Data provided Block Start
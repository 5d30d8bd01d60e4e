//! SmartLens - live camera text recognition overlay
//!
//! Opens a device camera, runs on-device text recognition against the live
//! frames, and overlays the most recently recognized text on screen.

mod analyzer;
mod app;
mod capture;
mod config;
mod overlay;
mod shared;
mod vision;

use std::path::PathBuf;

use anyhow::Result;
use clap::Parser;
use tracing::info;
use tracing_subscriber::{EnvFilter, FmtSubscriber};

use crate::app::SmartLensApp;
use crate::capture::fake::FakeCamera;
use crate::capture::{list_cameras, CameraPermission, CameraSource, CaptureConfig};
use crate::config::AppConfig;
use crate::overlay::run_overlay;
use crate::vision::{FakeRecognizer, Recognizer};

/// Phrases the scripted recognizer cycles through in --fake mode.
const DEMO_PHRASES: &[&str] = &["Hello from SmartLens", "", "Exit 21 West", "", "Stop"];

/// SmartLens - live camera text recognition overlay
#[derive(Parser, Debug)]
#[command(name = "smartlens")]
#[command(about = "Reads text from a live camera feed and overlays the latest result")]
struct Args {
    /// Camera device path (overrides the configured device)
    #[arg(short, long)]
    device: Option<PathBuf>,

    /// List available camera devices and exit
    #[arg(long)]
    list_cameras: bool,

    /// Use a synthetic camera and scripted recognizer (no hardware needed)
    #[arg(long)]
    fake: bool,
}

fn main() -> Result<()> {
    // Initialize logging
    let subscriber = FmtSubscriber::builder()
        .with_env_filter(
            EnvFilter::try_from_default_env().unwrap_or_else(|_| EnvFilter::new("info")),
        )
        .finish();
    tracing::subscriber::set_global_default(subscriber)?;

    let args = Args::parse();

    // List cameras mode
    if args.list_cameras {
        println!("Available cameras:");
        let cameras = list_cameras();
        if cameras.is_empty() {
            println!("  No cameras detected (build with the v4l2 feature on Linux)");
        } else {
            for camera in &cameras {
                println!(
                    "  [{}] {} - {}",
                    camera.index,
                    camera.path.display(),
                    camera.name.as_deref().unwrap_or("Unknown")
                );
            }
        }
        return Ok(());
    }

    info!("SmartLens starting...");

    // Load or create configuration
    let config = load_or_create_config();
    let mut capture_config = config.camera.to_capture_config();
    if let Some(device) = args.device {
        capture_config.device = device;
    }

    let (camera, permission) = build_camera(&capture_config, args.fake)?;
    let recognizer = build_recognizer(&config.vision, args.fake)?;

    let mut app = SmartLensApp::new();
    app.start(camera, recognizer, permission, config.vision.min_text_len)?;

    // Run the overlay window (blocking) until the user closes it.
    run_overlay(app.display(), config.overlay.to_overlay_config())?;

    app.shutdown();
    info!("SmartLens shutdown complete");

    Ok(())
}

/// Load configuration from file or create default
fn load_or_create_config() -> AppConfig {
    if let Ok(config_dir) = config::get_config_dir() {
        let config_path = config_dir.join("config.toml");
        if config_path.exists() {
            if let Ok(config) = config::load_config(&config_path) {
                info!("Loaded configuration from {:?}", config_path);
                return config;
            }
        }
    }
    info!("Using default configuration");
    AppConfig::default()
}

/// Pick the camera backend and probe its authorization state.
fn build_camera(
    capture_config: &CaptureConfig,
    fake: bool,
) -> Result<(Box<dyn CameraSource>, CameraPermission)> {
    if fake {
        let camera = FakeCamera::new(capture_config.clone());
        return Ok((Box::new(camera), CameraPermission::Authorized));
    }

    #[cfg(feature = "v4l2")]
    {
        let permission = CameraPermission::probe(&capture_config.device);
        if !permission.is_authorized() {
            info!(
                "camera {} is not accessible",
                capture_config.device.display()
            );
        }
        let camera = crate::capture::v4l2::V4l2Camera::new(capture_config.clone());
        Ok((Box::new(camera), permission))
    }
    #[cfg(not(feature = "v4l2"))]
    {
        anyhow::bail!("no camera backend compiled in (enable the v4l2 feature), or run with --fake")
    }
}

/// Pick the recognition backend.
fn build_recognizer(settings: &config::VisionSettings, fake: bool) -> Result<Box<dyn Recognizer>> {
    if fake {
        return Ok(Box::new(FakeRecognizer::cycling(DEMO_PHRASES)));
    }

    #[cfg(feature = "ocr-ocrs")]
    {
        let model_dir = match &settings.model_dir {
            Some(dir) => PathBuf::from(dir),
            None => config::get_config_dir()?.join("models"),
        };
        Ok(Box::new(crate::vision::OcrsRecognizer::new(&model_dir)?))
    }
    #[cfg(not(feature = "ocr-ocrs"))]
    {
        let _ = settings;
        anyhow::bail!("no OCR backend compiled in (enable the ocr-ocrs feature), or run with --fake")
    }
}
//! Frame data structures for captured camera content

use std::fmt;
use std::time::Instant;

/// Clockwise rotation that must be applied to a frame's pixels to make them
/// upright, as reported by the capture backend.
#[derive(Debug, Clone, Copy, PartialEq, Eq, Default)]
pub enum Rotation {
    #[default]
    Deg0,
    Deg90,
    Deg180,
    Deg270,
}

impl Rotation {
    /// Map a degree value to a rotation. Only the four right angles are valid.
    pub fn from_degrees(degrees: u32) -> Option<Self> {
        match degrees % 360 {
            0 => Some(Rotation::Deg0),
            90 => Some(Rotation::Deg90),
            180 => Some(Rotation::Deg180),
            270 => Some(Rotation::Deg270),
            _ => None,
        }
    }

    pub fn degrees(self) -> u32 {
        match self {
            Rotation::Deg0 => 0,
            Rotation::Deg90 => 90,
            Rotation::Deg180 => 180,
            Rotation::Deg270 => 270,
        }
    }
}

/// Decoded RGB8 pixels of one captured frame.
#[derive(Debug, Clone)]
pub struct FrameImage {
    /// Raw RGB pixel data, row-major, 3 bytes per pixel
    pub data: Vec<u8>,
    /// Frame width in pixels
    pub width: u32,
    /// Frame height in pixels
    pub height: u32,
}

impl FrameImage {
    pub fn new(data: Vec<u8>, width: u32, height: u32) -> Self {
        Self {
            data,
            width,
            height,
        }
    }

    /// Get frame dimensions as (width, height)
    pub fn dimensions(&self) -> (u32, u32) {
        (self.width, self.height)
    }
}

/// Runs every registered hook exactly once, when dropped.
///
/// This is the release guarantee for a [`Frame`]: whatever path an analysis
/// cycle takes, dropping the frame runs its hooks, and the hooks cannot run
/// twice because `drain` empties them.
#[derive(Default)]
pub struct ReleaseHandle {
    hooks: Vec<Box<dyn FnOnce() + Send>>,
}

impl ReleaseHandle {
    pub fn new() -> Self {
        Self::default()
    }

    /// Register a hook to run when the handle is dropped.
    pub fn on_release(&mut self, hook: impl FnOnce() + Send + 'static) {
        self.hooks.push(Box::new(hook));
    }
}

impl Drop for ReleaseHandle {
    fn drop(&mut self) {
        for hook in self.hooks.drain(..) {
            hook();
        }
    }
}

impl fmt::Debug for ReleaseHandle {
    fn fmt(&self, f: &mut fmt::Formatter<'_>) -> fmt::Result {
        f.debug_struct("ReleaseHandle")
            .field("hooks", &self.hooks.len())
            .finish()
    }
}

/// One captured camera frame plus its rotation metadata.
///
/// A frame is owned by whoever holds it and is released exactly once, when it
/// is dropped. A frame may carry no image at all, which models a capture the
/// backend could not decode; such frames are still released normally.
#[derive(Debug)]
pub struct Frame {
    image: Option<FrameImage>,
    rotation: Rotation,
    captured_at: Instant,
    release: ReleaseHandle,
}

impl Frame {
    pub fn new(image: FrameImage, rotation: Rotation) -> Self {
        Self {
            image: Some(image),
            rotation,
            captured_at: Instant::now(),
            release: ReleaseHandle::new(),
        }
    }

    /// A frame whose image could not be decoded.
    pub fn without_image(rotation: Rotation) -> Self {
        Self {
            image: None,
            rotation,
            captured_at: Instant::now(),
            release: ReleaseHandle::new(),
        }
    }

    pub fn image(&self) -> Option<&FrameImage> {
        self.image.as_ref()
    }

    pub fn rotation(&self) -> Rotation {
        self.rotation
    }

    pub fn captured_at(&self) -> Instant {
        self.captured_at
    }

    /// Register a hook to run when this frame is released.
    pub fn on_release(&mut self, hook: impl FnOnce() + Send + 'static) {
        self.release.on_release(hook);
    }
}

#[cfg(test)]
mod tests {
    use super::*;
    use std::sync::atomic::{AtomicUsize, Ordering};
    use std::sync::Arc;

    fn test_image() -> FrameImage {
        FrameImage::new(vec![0u8; 12], 2, 2)
    }

    #[test]
    fn test_release_hook_runs_exactly_once_on_drop() {
        let released = Arc::new(AtomicUsize::new(0));
        let mut frame = Frame::new(test_image(), Rotation::Deg0);
        let counter = released.clone();
        frame.on_release(move || {
            counter.fetch_add(1, Ordering::SeqCst);
        });

        assert_eq!(released.load(Ordering::SeqCst), 0);
        drop(frame);
        assert_eq!(released.load(Ordering::SeqCst), 1);
    }

    #[test]
    fn test_all_hooks_run() {
        let released = Arc::new(AtomicUsize::new(0));
        let mut frame = Frame::without_image(Rotation::Deg90);
        for _ in 0..3 {
            let counter = released.clone();
            frame.on_release(move || {
                counter.fetch_add(1, Ordering::SeqCst);
            });
        }

        drop(frame);
        assert_eq!(released.load(Ordering::SeqCst), 3);
    }

    #[test]
    fn test_frame_without_image_has_no_image() {
        let frame = Frame::without_image(Rotation::Deg180);
        assert!(frame.image().is_none());
        assert_eq!(frame.rotation(), Rotation::Deg180);
    }

    #[test]
    fn test_frame_keeps_image_and_rotation() {
        let frame = Frame::new(test_image(), Rotation::Deg270);
        let image = frame.image().unwrap();
        assert_eq!(image.dimensions(), (2, 2));
        assert_eq!(frame.rotation().degrees(), 270);
    }

    #[test]
    fn test_rotation_from_degrees() {
        assert_eq!(Rotation::from_degrees(0), Some(Rotation::Deg0));
        assert_eq!(Rotation::from_degrees(90), Some(Rotation::Deg90));
        assert_eq!(Rotation::from_degrees(450), Some(Rotation::Deg90));
        assert_eq!(Rotation::from_degrees(45), None);
    }
}
// Copyright (C) 2023 setzer22 and contributors
//
// This Source Code Form is subject to the terms of the Mozilla Public
// License, v. 2.0. If a copy of the MPL was not distributed with this
// file, You can obtain one at https://mozilla.org/MPL/2.0/.

/// Some useful re-exports
pub mod prelude;

/// The status codes returned across the model boundary
pub mod error;

/// The polygon mesh kernel: storage, connectivity and geometric queries
pub mod mesh;

/// Edge loops, the loop tracer, vertex splitting and the topology model
pub mod topology;

/// Seam specific edits layered on top of the topology model
pub mod seam;
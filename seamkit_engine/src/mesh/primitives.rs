// Copyright (C) 2023 setzer22 and contributors
//
// This Source Code Form is subject to the terms of the Mozilla Public
// License, v. 2.0. If a copy of the MPL was not distributed with this
// file, You can obtain one at https://mozilla.org/MPL/2.0/.

use std::f32::consts::PI;

use crate::prelude::*;

pub struct Box;

impl Box {
    pub fn build(center: Vec3, size: Vec3) -> MeshResult<PolyMesh> {
        let hsize = size * 0.5;

        let v1 = center + Vec3::new(-hsize.x, -hsize.y, -hsize.z);
        let v2 = center + Vec3::new(hsize.x, -hsize.y, -hsize.z);
        let v3 = center + Vec3::new(hsize.x, -hsize.y, hsize.z);
        let v4 = center + Vec3::new(-hsize.x, -hsize.y, hsize.z);

        let v5 = center + Vec3::new(-hsize.x, hsize.y, -hsize.z);
        let v6 = center + Vec3::new(-hsize.x, hsize.y, hsize.z);
        let v7 = center + Vec3::new(hsize.x, hsize.y, hsize.z);
        let v8 = center + Vec3::new(hsize.x, hsize.y, -hsize.z);

        PolyMesh::from_polygons(
            &[v1, v2, v3, v4, v5, v6, v7, v8],
            &[
                [0u32, 1, 2, 3],
                [4, 5, 6, 7],
                [4, 7, 1, 0],
                [3, 2, 6, 5],
                [5, 4, 0, 3],
                [6, 2, 1, 7],
            ],
        )
    }
}

/// A flat grid of `cols` x `rows` quads on the XZ plane, facing +Y, with
/// planar UVs. Vertex `(i, j)` has index `j * (cols + 1) + i`.
pub struct Grid;

impl Grid {
    pub fn build(cols: u32, rows: u32, spacing: f32) -> MeshResult<PolyMesh> {
        let idx = |i: u32, j: u32| j * (cols + 1) + i;

        let mut points = vec![];
        let mut uvs = UvSet::default();
        for j in 0..=rows {
            for i in 0..=cols {
                points.push(Vec3::new(i as f32, 0.0, j as f32) * spacing);
                uvs.uvs
                    .push(Vec2::new(i as f32 / cols as f32, j as f32 / rows as f32));
            }
        }

        let mut polygons = vec![];
        for j in 0..rows {
            for i in 0..cols {
                let quad = [idx(i, j), idx(i, j + 1), idx(i + 1, j + 1), idx(i + 1, j)];
                polygons.push(quad.iter().map(|&v| VertexId(v)).collect_svec());
                uvs.face_uvs.push(quad.iter().copied().collect_svec());
            }
        }

        PolyMesh::new(points, polygons, Some(uvs))
    }
}

/// An open tube around the Y axis with `segments` vertices per ring and
/// `rows` quad rows. Vertex `(s, r)` has index `r * segments + s`.
pub struct Cylinder;

impl Cylinder {
    pub fn build(segments: u32, rows: u32, radius: f32, height: f32) -> MeshResult<PolyMesh> {
        let idx = |s: u32, r: u32| r * segments + (s % segments);
        let angle_delta = 2.0 * PI / segments as f32;

        let points = (0..=rows)
            .flat_map(|r| {
                (0..segments).map(move |s| {
                    let theta = angle_delta * s as f32;
                    Vec3::new(
                        radius * theta.cos(),
                        height * r as f32 / rows as f32,
                        radius * theta.sin(),
                    )
                })
            })
            .collect_vec();

        let polygons = (0..rows)
            .flat_map(|r| {
                (0..segments).map(move |s| {
                    [idx(s, r), idx(s, r + 1), idx(s + 1, r + 1), idx(s + 1, r)]
                })
            })
            .collect_vec();

        PolyMesh::from_polygons(&points, &polygons)
    }
}

#[cfg(test)]
mod test {
    use super::*;

    #[test]
    pub fn counts() {
        let cube = Box::build(Vec3::ZERO, Vec3::ONE).unwrap();
        assert_eq!(
            (cube.num_vertices(), cube.num_edges(), cube.num_faces()),
            (8, 12, 6)
        );
        assert!(cube.boundary_edges().unwrap().is_empty());

        let grid = Grid::build(3, 2, 1.0).unwrap();
        assert_eq!(
            (grid.num_vertices(), grid.num_edges(), grid.num_faces()),
            (12, 17, 6)
        );

        let tube = Cylinder::build(8, 2, 1.0, 2.0).unwrap();
        assert_eq!(
            (tube.num_vertices(), tube.num_edges(), tube.num_faces()),
            (24, 40, 16)
        );
        assert_eq!(tube.boundary_edges().unwrap().len(), 16);
    }

    #[test]
    pub fn cylinder_faces_outwards() {
        let tube = Cylinder::build(8, 1, 1.0, 1.0).unwrap();
        let n = tube.face_normal(FaceId(0)).unwrap();
        let center = tube
            .polygon(FaceId(0))
            .unwrap()
            .iter()
            .map(|&v| tube.point(v).unwrap())
            .fold(Vec3::ZERO, |a, b| a + b);
        assert!(n.dot(center * Vec3::new(1.0, 0.0, 1.0)) > 0.0);
    }
}
// Copyright (C) 2023 setzer22 and contributors
//
// This Source Code Form is subject to the terms of the Mozilla Public
// License, v. 2.0. If a copy of the MPL was not distributed with this
// file, You can obtain one at https://mozilla.org/MPL/2.0/.

/// Ordered, oriented sequences of edges
pub mod edge_loop;
pub use edge_loop::*;

/// Turns an unordered edge selection into maximal edge loops
pub mod tracer;
pub use tracer::*;

/// Vertex splitting along seams, and the bookkeeping it leaves behind
pub mod split;
pub use split::*;

/// Partitions of vertex, edge and face selections into connected subsets
pub mod grouping;
pub use grouping::*;

/// The mesh, its split bookkeeping, the normal overlay and the active loops
pub mod model;
pub use model::*;
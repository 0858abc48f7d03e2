// Copyright (C) 2023 setzer22 and contributors
//
// This Source Code Form is subject to the terms of the Mozilla Public
// License, v. 2.0. If a copy of the MPL was not distributed with this
// file, You can obtain one at https://mozilla.org/MPL/2.0/.

/// Small collection and iterator helpers shared by the workspace crates.
pub mod utils;
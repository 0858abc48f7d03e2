// Copyright (C) 2023 setzer22 and contributors
//
// This Source Code Form is subject to the terms of the Mozilla Public
// License, v. 2.0. If a copy of the MPL was not distributed with this
// file, You can obtain one at https://mozilla.org/MPL/2.0/.

use std::fs::File;
use std::io::{BufRead, BufReader, BufWriter, Write};
use std::path::Path;

use anyhow::{anyhow, bail, Context, Result};
use seamkit_engine::prelude::*;

/// Loads the positions and polygons of an OBJ file. Everything else in the
/// file is ignored.
pub fn load(path: &Path) -> Result<PolyMesh> {
    let file = File::open(path).with_context(|| format!("Opening {}", path.display()))?;
    read(&mut BufReader::new(file)).with_context(|| format!("Reading {}", path.display()))
}

pub fn read(reader: &mut impl BufRead) -> Result<PolyMesh> {
    use wavefront_rs::obj;
    use wavefront_rs::obj::entity::Entity;

    let mut positions = vec![];
    let mut polygons: Vec<SVec<VertexId>> = vec![];
    let mut relative_indices = false;
    obj::read_lexer::ReadLexer::read_to_end(reader, |entity| match entity {
        Entity::Vertex { x, y, z, w: _w } => {
            positions.push(Vec3::new(x as f32, y as f32, z as f32));
        }
        Entity::Face { vertices } => {
            relative_indices |= vertices.iter().any(|v| v.vertex < 1);
            // NOTE: OBJ Wavefront indices start at 1
            polygons.push(
                vertices
                    .iter()
                    .map(|v| VertexId::from((v.vertex.max(1) - 1) as usize))
                    .collect(),
            );
        }
        _ => {}
    })
    .map_err(|err| anyhow!("Malformed OBJ: {err}"))?;

    if relative_indices {
        bail!("Relative face indices are not supported")
    }
    log::debug!(
        "Read {} vertices and {} faces",
        positions.len(),
        polygons.len()
    );
    Ok(PolyMesh::new(positions, polygons, None)?)
}

pub fn save(mesh: &PolyMesh, normals: &[Vec3], path: &Path) -> Result<()> {
    let file = File::create(path).with_context(|| format!("Creating {}", path.display()))?;
    let mut writer = BufWriter::new(file);
    write(mesh, normals, &mut writer).with_context(|| format!("Writing {}", path.display()))?;
    writer.flush()?;
    Ok(())
}

/// Writes `mesh` as OBJ text. Each vertex gets the matching entry of
/// `normals`, unless its corner has a face-vertex normal of its own.
pub fn write(mesh: &PolyMesh, normals: &[Vec3], out: &mut impl Write) -> Result<()> {
    if normals.len() != mesh.num_vertices() {
        bail!(
            "Got {} normals for {} vertices",
            normals.len(),
            mesh.num_vertices()
        )
    }

    for p in mesh.points() {
        writeln!(out, "v {} {} {}", p.x, p.y, p.z)?;
    }
    let uvs = mesh.uvs();
    for uv in &uvs.uvs {
        writeln!(out, "vt {} {}", uv.x, uv.y)?;
    }
    for n in normals {
        writeln!(out, "vn {} {} {}", n.x, n.y, n.z)?;
    }

    let mut next_normal = normals.len();
    for (f, polygon) in mesh.polygons().iter().enumerate() {
        let face = FaceId::from(f);
        let face_uvs = uvs.face_uvs.get(f).map(|i| i.as_slice()).unwrap_or(&[]);
        let mut line = String::from("f");
        for (i, &v) in polygon.iter().enumerate() {
            let n = match mesh.face_vertex_normal(face, v) {
                Some(n) => {
                    writeln!(out, "vn {} {} {}", n.x, n.y, n.z)?;
                    next_normal += 1;
                    next_normal
                }
                None => v.idx() + 1,
            };
            match face_uvs.get(i) {
                Some(t) => line.push_str(&format!(" {}/{}/{n}", v.idx() + 1, t + 1)),
                None => line.push_str(&format!(" {}//{n}", v.idx() + 1)),
            }
        }
        writeln!(out, "{line}")?;
    }
    Ok(())
}

#[cfg(test)]
mod test {
    use super::*;
    use seamkit_engine::mesh::primitives::Grid;

    const QUAD_STRIP: &str = "# two quads
v 0 0 0
v 1 0 0
v 2 0 0
v 0 0 1
v 1 0 1
v 2 0 1
f 1 4 5 2
f 2 5 6 3
";

    #[test]
    pub fn read_positions_and_faces() {
        let mesh = read(&mut QUAD_STRIP.as_bytes()).unwrap();
        assert_eq!(mesh.num_vertices(), 6);
        assert_eq!(mesh.num_faces(), 2);
        assert_eq!(mesh.num_edges(), 7);
        assert_eq!(
            mesh.polygon(FaceId(1)).unwrap(),
            &[1, 4, 5, 2].map(VertexId)
        );
        assert_eq!(mesh.points()[5], Vec3::new(2.0, 0.0, 1.0));
    }

    #[test]
    pub fn bad_faces_are_rejected() {
        let obj = "v 0 0 0\nv 1 0 0\nv 1 1 0\nf 1 2 4\n";
        assert!(read(&mut obj.as_bytes()).is_err());
        let obj = "v 0 0 0\nv 1 0 0\nv 1 1 0\nf -3 -2 -1\n";
        assert!(read(&mut obj.as_bytes()).is_err());
    }

    #[test]
    pub fn write_uvs_and_normals() {
        let mut mesh = Grid::build(1, 1, 1.0).unwrap();
        mesh.set_face_vertex_normal(FaceId(0), VertexId(2), Vec3::X)
            .unwrap();
        let normals = vec![Vec3::Y; 4];
        let mut out = vec![];
        write(&mesh, &normals, &mut out).unwrap();
        let text = String::from_utf8(out).unwrap();

        let count = |prefix: &str| text.lines().filter(|l| l.starts_with(prefix)).count();
        assert_eq!(count("v "), 4);
        assert_eq!(count("vt "), 4);
        assert_eq!(count("vn "), 5);
        // Grid faces go 0, 2, 3, 1. Corner 2 uses the extra normal.
        let face = text.lines().find(|l| l.starts_with("f ")).unwrap();
        assert_eq!(face, "f 1/1/1 3/3/5 4/4/4 2/2/2");

        assert!(write(&mesh, &normals[..3], &mut vec![]).is_err());
    }
}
Data provided Block End
§ Work to be completed
When a line in the data contains the string "cube", copy that line.

§ Response to this task
        let cube = Box::build(Vec3::ZERO, Vec3::ONE).unwrap();
            (cube.num_vertices(), cube.num_edges(), cube.num_faces()),
        assert!(cube.boundary_edges().unwrap().is_empty());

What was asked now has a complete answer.